[Dataset records]
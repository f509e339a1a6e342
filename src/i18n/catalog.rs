//! Translation catalog: one dictionary per supported language.
//!
//! The catalog is built once at start-up, either from the dictionaries bundled
//! into the binary or from a directory of `<code>.json` files, and is never
//! mutated afterwards.

use crate::i18n::dictionary::{Dictionary, DictionaryError};
use crate::i18n::strings::embedded_source;
use crate::i18n::Language;
use std::collections::HashMap;
use std::path::{Path, PathBuf};
use std::sync::Arc;
use thiserror::Error;
use tracing::{debug, info};

/// Errors produced while building a catalog.
#[derive(Debug, Error)]
pub enum CatalogError {
    #[error("failed to read translation file {path}")]
    Read {
        path: PathBuf,
        #[source]
        source: std::io::Error,
    },

    #[error("invalid translation file {name}")]
    Invalid {
        name: String,
        #[source]
        source: DictionaryError,
    },

    #[error("no dictionary for language '{0}'")]
    MissingLanguage(&'static str),
}

/// Immutable set of dictionaries, keyed by language.
#[derive(Debug, Clone)]
pub struct TranslationCatalog {
    dictionaries: HashMap<Language, Arc<Dictionary>>,
}

impl TranslationCatalog {
    /// Build a catalog from `(language, dictionary)` pairs.
    ///
    /// Every supported language must be present.
    pub fn from_dictionaries<I>(dictionaries: I) -> Result<Self, CatalogError>
    where
        I: IntoIterator<Item = (Language, Dictionary)>,
    {
        let dictionaries: HashMap<_, _> = dictionaries
            .into_iter()
            .map(|(language, dictionary)| (language, Arc::new(dictionary)))
            .collect();

        if let Some(missing) = Language::all()
            .into_iter()
            .find(|language| !dictionaries.contains_key(language))
        {
            return Err(CatalogError::MissingLanguage(missing.code()));
        }

        Ok(Self { dictionaries })
    }

    /// Parse the dictionaries bundled with the crate.
    pub fn embedded() -> Result<Self, CatalogError> {
        let mut dictionaries = Vec::new();

        for language in Language::all() {
            let source =
                embedded_source(language).ok_or(CatalogError::MissingLanguage(language.code()))?;
            let dictionary =
                Dictionary::from_json_str(source).map_err(|source| CatalogError::Invalid {
                    name: format!("{}.json (embedded)", language.code()),
                    source,
                })?;
            debug!(
                "Loaded embedded dictionary for {} ({} sections)",
                language,
                dictionary.len()
            );
            dictionaries.push((language, dictionary));
        }

        Self::from_dictionaries(dictionaries)
    }

    /// Read `<code>.json` for every supported language from `dir`.
    pub fn from_dir(dir: impl AsRef<Path>) -> Result<Self, CatalogError> {
        let dir = dir.as_ref();
        let mut dictionaries = Vec::new();

        for language in Language::all() {
            let path = dir.join(format!("{}.json", language.code()));
            let source = std::fs::read_to_string(&path).map_err(|source| CatalogError::Read {
                path: path.clone(),
                source,
            })?;
            let dictionary =
                Dictionary::from_json_str(&source).map_err(|source| CatalogError::Invalid {
                    name: path.display().to_string(),
                    source,
                })?;
            dictionaries.push((language, dictionary));
        }

        info!("Loaded {} dictionaries from {}", dictionaries.len(), dir.display());
        Self::from_dictionaries(dictionaries)
    }

    /// Dictionary for `language`.
    ///
    /// Construction guarantees every supported language is present; an empty
    /// dictionary is returned otherwise, so lookups degrade to raw keys.
    pub fn dictionary(&self, language: Language) -> Arc<Dictionary> {
        self.dictionaries
            .get(&language)
            .cloned()
            .unwrap_or_default()
    }

    /// Languages present in the catalog, in switcher order.
    pub fn languages(&self) -> Vec<Language> {
        Language::all()
            .into_iter()
            .filter(|language| self.dictionaries.contains_key(language))
            .collect()
    }
}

■ TO DO: What is needed is an exact copy of the entries from their first line down to the line with "pub enum CatalogError", that line included, and nothing beyond it.

■ YOUR RESPONSE:
repository f509e339a1a6e342
filename src/i18n/catalog.rs
//! Translation catalog: one dictionary per supported language.
//!
//! The catalog is built once at start-up, either from the dictionaries bundled
//! into the binary or from a directory of `<code>.json` files, and is never
//! mutated afterwards.

use crate::i18n::dictionary::{Dictionary, DictionaryError};
use crate::i18n::strings::embedded_source;
use crate::i18n::Language;
use std::collections::HashMap;
use std::path::{Path, PathBuf};
use std::sync::Arc;
use thiserror::Error;
use tracing::{debug, info};

/// Errors produced while building a catalog.
#[derive(Debug, Error)]
pub enum CatalogError {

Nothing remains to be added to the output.